Several of these photos have been seen elsewhere (such as my favorite of a child seeming to hold a monstrosity of a horse at bay while his companions flee) but I think what brings this book down is the edit. There are a few images that probably should have been left out even though I go out of my way to see every “new” image by Frank that I can. One other curiosity is that a fine vertical image of a couple in a streetcar appears to be cropped oddly when an uncropped version appeared in the Steidl catalog announcing the book.

I like the size of this book (almost the same trim size as Pierre Verger’s Indians of Peru and with similar dark red endpapers) and the printing is as fine as the others but the design is problematic to my eyes. One trait is to go over the gutter with certain images and although I am lightening up on my attitude to such things -- here they push only about 1/5th of the photo over to the other page. I don’t understand the necessity as they are not gaining much “real estate” for the photo while adding a huge divider to it. Other spreads work much better where the images -- bled to the page edge on the longest ends -- meet in the gutter and form a diptych across the spread. Most of those make for wonderful pairings of images.

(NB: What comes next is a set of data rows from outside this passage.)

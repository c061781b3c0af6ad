//! HTTP server for one debug endpoint session.
//!
//! # Responsibilities
//! - Wrap the session's private route table in the middleware stack
//!   (request ID, request timeout, tracing)
//! - Accept connections on a bound listener until told to shut down
//! - Drain in-flight requests on graceful shutdown
//! - Abort whatever is left when forced, and only finish once every
//!   connection task has ended

use std::io;
use std::net::SocketAddr;
use std::time::Duration;

use axum::Router;
use hyper::server::conn::http1;
use hyper_util::rt::TokioIo;
use hyper_util::service::TowerToHyperService;
use tokio::net::{TcpListener, TcpStream};
use tokio::task::{JoinHandle, JoinSet};
use tokio_util::sync::CancellationToken;
use tower_http::{
    request_id::{PropagateRequestIdLayer, SetRequestIdLayer},
    timeout::TimeoutLayer,
    trace::TraceLayer,
};

use crate::http::request::{MakeRequestUuid, X_REQUEST_ID};
use crate::http::routes::RouteTable;

/// The debug HTTP server for a single session.
pub struct DebugServer {
    app: Router,
}

impl DebugServer {
    /// Build a server around a fresh router from `routes`.
    pub fn new(routes: &dyn RouteTable, request_timeout: Duration) -> Self {
        Self {
            app: Self::build_router(routes.router(), request_timeout),
        }
    }

    #[allow(deprecated)]
    fn build_router(routes: Router, request_timeout: Duration) -> Router {
        routes
            .layer(TimeoutLayer::new(request_timeout))
            .layer(PropagateRequestIdLayer::new(X_REQUEST_ID))
            .layer(TraceLayer::new_for_http())
            .layer(SetRequestIdLayer::new(X_REQUEST_ID, MakeRequestUuid))
    }

    /// Serve on `listener` in a new task.
    ///
    /// Cancelling `shutdown` closes the listener and lets in-flight requests
    /// finish. Cancelling `force` aborts the connections still open. The
    /// task completes only after every connection task has ended.
    pub fn spawn(
        self,
        listener: TcpListener,
        shutdown: CancellationToken,
        force: CancellationToken,
    ) -> JoinHandle<io::Result<()>> {
        tokio::spawn(self.run(listener, shutdown, force))
    }

    async fn run(
        self,
        listener: TcpListener,
        shutdown: CancellationToken,
        force: CancellationToken,
    ) -> io::Result<()> {
        if let Ok(addr) = listener.local_addr() {
            tracing::debug!(address = %addr, "Debug server accepting connections");
        }

        let mut connections = JoinSet::new();
        let result = loop {
            tokio::select! {
                _ = shutdown.cancelled() => break Ok(()),
                Some(_) = connections.join_next(), if !connections.is_empty() => {}
                accepted = listener.accept() => match accepted {
                    Ok((stream, peer)) => {
                        connections.spawn(serve_connection(
                            self.app.clone(),
                            stream,
                            peer,
                            shutdown.clone(),
                        ));
                    }
                    Err(err) if is_connection_error(&err) => {
                        tracing::debug!(error = %err, "Debug connection dropped during accept");
                    }
                    Err(err) => break Err(err),
                },
            }
        };
        drop(listener);

        let drained = tokio::select! {
            _ = drain(&mut connections) => true,
            _ = force.cancelled() => false,
        };
        if !drained {
            tracing::debug!(
                open_connections = connections.len(),
                "Aborting debug connections"
            );
            connections.abort_all();
            drain(&mut connections).await;
        }

        result
    }
}

async fn serve_connection(
    app: Router,
    stream: TcpStream,
    peer: SocketAddr,
    shutdown: CancellationToken,
) {
    let conn = http1::Builder::new()
        .serve_connection(TokioIo::new(stream), TowerToHyperService::new(app));
    tokio::pin!(conn);

    let mut closing = false;
    loop {
        tokio::select! {
            result = conn.as_mut() => {
                if let Err(err) = result {
                    tracing::debug!(peer = %peer, error = %err, "Debug connection error");
                }
                break;
            }
            _ = shutdown.cancelled(), if !closing => {
                closing = true;
                conn.as_mut().graceful_shutdown();
            }
        }
    }
}

async fn drain(connections: &mut JoinSet<()>) {
    while connections.join_next().await.is_some() {}
}

fn is_connection_error(err: &io::Error) -> bool {
    matches!(
        err.kind(),
        io::ErrorKind::ConnectionRefused
            | io::ErrorKind::ConnectionAborted
            | io::ErrorKind::ConnectionReset
    )
}

#[cfg(test)]
mod tests {
    use super::*;
    use crate::http::routes::StandardRoutes;
    use axum::routing::get;

    async fn fetch(url: String) -> Result<String, reqwest::Error> {
        let client = reqwest::Client::builder().no_proxy().build()?;
        client.get(url).send().await?.text().await
    }

    #[tokio::test]
    async fn test_serves_until_shutdown() {
        let listener = TcpListener::bind("127.0.0.1:0").await.unwrap();
        let addr = listener.local_addr().unwrap();
        let shutdown = CancellationToken::new();

        let server = DebugServer::new(&StandardRoutes::new(), Duration::from_secs(5));
        let task = server.spawn(listener, shutdown.clone(), CancellationToken::new());

        let client = reqwest::Client::builder()
            .pool_max_idle_per_host(0)
            .no_proxy()
            .build()
            .unwrap();
        let res = client
            .get(format!("http://{addr}/debug/pprof/"))
            .send()
            .await
            .unwrap();
        assert_eq!(res.status(), 200);
        assert!(res.headers().contains_key("x-request-id"));

        shutdown.cancel();
        task.await.unwrap().unwrap();

        assert!(client
            .get(format!("http://{addr}/debug/pprof/"))
            .send()
            .await
            .is_err());
    }

    #[tokio::test]
    async fn test_request_timeout() {
        let listener = TcpListener::bind("127.0.0.1:0").await.unwrap();
        let addr = listener.local_addr().unwrap();
        let shutdown = CancellationToken::new();

        let slow = || {
            Router::new().route(
                "/slow",
                get(|| async {
                    tokio::time::sleep(Duration::from_secs(5)).await;
                    "late"
                }),
            )
        };
        let task = DebugServer::new(&slow, Duration::from_millis(100)).spawn(
            listener,
            shutdown.clone(),
            CancellationToken::new(),
        );

        let res = reqwest::Client::builder()
            .no_proxy()
            .build()
            .unwrap()
            .get(format!("http://{addr}/slow"))
            .send()
            .await
            .unwrap();
        assert_eq!(res.status(), 408);

        shutdown.cancel();
        task.await.unwrap().unwrap();
    }

    #[tokio::test]
    async fn test_graceful_shutdown_waits_for_in_flight_request() {
        let listener = TcpListener::bind("127.0.0.1:0").await.unwrap();
        let addr = listener.local_addr().unwrap();
        let shutdown = CancellationToken::new();

        let slow = || {
            Router::new().route(
                "/slow",
                get(|| async {
                    tokio::time::sleep(Duration::from_millis(300)).await;
                    "finished"
                }),
            )
        };
        let task = DebugServer::new(&slow, Duration::from_secs(5)).spawn(
            listener,
            shutdown.clone(),
            CancellationToken::new(),
        );

        let request = tokio::spawn(fetch(format!("http://{addr}/slow")));
        tokio::time::sleep(Duration::from_millis(100)).await;

        shutdown.cancel();
        task.await.unwrap().unwrap();
        assert_eq!(request.await.unwrap().unwrap(), "finished");
    }

    #[tokio::test]
    async fn test_force_aborts_open_connections() {
        let listener = TcpListener::bind("127.0.0.1:0").await.unwrap();
        let addr = listener.local_addr().unwrap();
        let shutdown = CancellationToken::new();
        let force = CancellationToken::new();

        let stuck = || {
            Router::new().route(
                "/stuck",
                get(|| async {
                    tokio::time::sleep(Duration::from_secs(30)).await;
                    "done"
                }),
            )
        };
        let mut task = DebugServer::new(&stuck, Duration::from_secs(60)).spawn(
            listener,
            shutdown.clone(),
            force.clone(),
        );

        let request = tokio::spawn(fetch(format!("http://{addr}/stuck")));
        tokio::time::sleep(Duration::from_millis(100)).await;

        shutdown.cancel();
        // The stuck request keeps the server draining.
        assert!(tokio::time::timeout(Duration::from_millis(200), &mut task)
            .await
            .is_err());

        force.cancel();
        tokio::time::timeout(Duration::from_secs(1), task)
            .await
            .expect("server did not stop after force")
            .unwrap()
            .unwrap();

        let outcome = tokio::time::timeout(Duration::from_secs(1), request)
            .await
            .expect("client was left hanging")
            .unwrap();
        assert!(outcome.is_err());
    }
}
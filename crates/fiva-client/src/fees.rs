//! Per-operation fee quotes.
//!
//! Quotes are read fresh on every call and never cached.

use std::sync::Arc;

use fiva_messages::opcodes;
use ton_cell::Address;
use tracing::debug;

use crate::contracts::{Pool, SyMinter};
use crate::error::FivaError;
use crate::provider::ChainReader;
use crate::retry::RetryPolicy;
use crate::types::FeeEstimate;

pub struct FeeEstimator {
    reader: Arc<dyn ChainReader>,
    retry: RetryPolicy,
}

impl FeeEstimator {
    pub fn new(reader: Arc<dyn ChainReader>, retry: RetryPolicy) -> Self {
        Self { reader, retry }
    }

    /// Quote from the SY minter's `get_gas_estimation(op)`.
    pub async fn estimate_fee(&self, sy_minter: Address, op: u32) -> Result<FeeEstimate, FivaError> {
        let view = SyMinter::new(self.reader.as_ref(), sy_minter);
        let fee = self
            .retry
            .run("get_gas_estimation", move || async move {
                view.gas_estimation(op).await
            })
            .await?;
        debug!(
            "fee for op 0x{:08x}: value={} forward={}",
            op, fee.value, fee.forward_value
        );
        Ok(fee)
    }

    /// Quote from the pool's `get_fee_estimation(op, 0)`.
    pub async fn pool_fee(&self, pool: Address, op: u32) -> Result<FeeEstimate, FivaError> {
        let view = Pool::new(self.reader.as_ref(), pool);
        let fee = self
            .retry
            .run("get_fee_estimation", move || async move {
                view.fee_estimation(op).await
            })
            .await?;
        debug!(
            "pool fee for op 0x{:08x}: value={} forward={}",
            op, fee.value, fee.forward_value
        );
        Ok(fee)
    }

    /// Quote for adding PT-only liquidity, which the pool prices itself.
    pub async fn add_liquidity_fee(&self, pool: Address) -> Result<FeeEstimate, FivaError> {
        self.pool_fee(pool, opcodes::pool::ADD_LIQUIDITY).await
    }
}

Robert Frank is my other favorite photographer so I am probably much more forgiving than I would be had someone else’s name been on the cover. Several friends of mine seem to think that a book like this waters down a great man’s oeuvre coming so late in life but I say keep them coming. They may not always work as books but then maybe he just raised the bar so high that our image of him needs to be brought back down to human terms. Perhaps in the end, that is what that odd evening at the Walter Reade Theater was all about.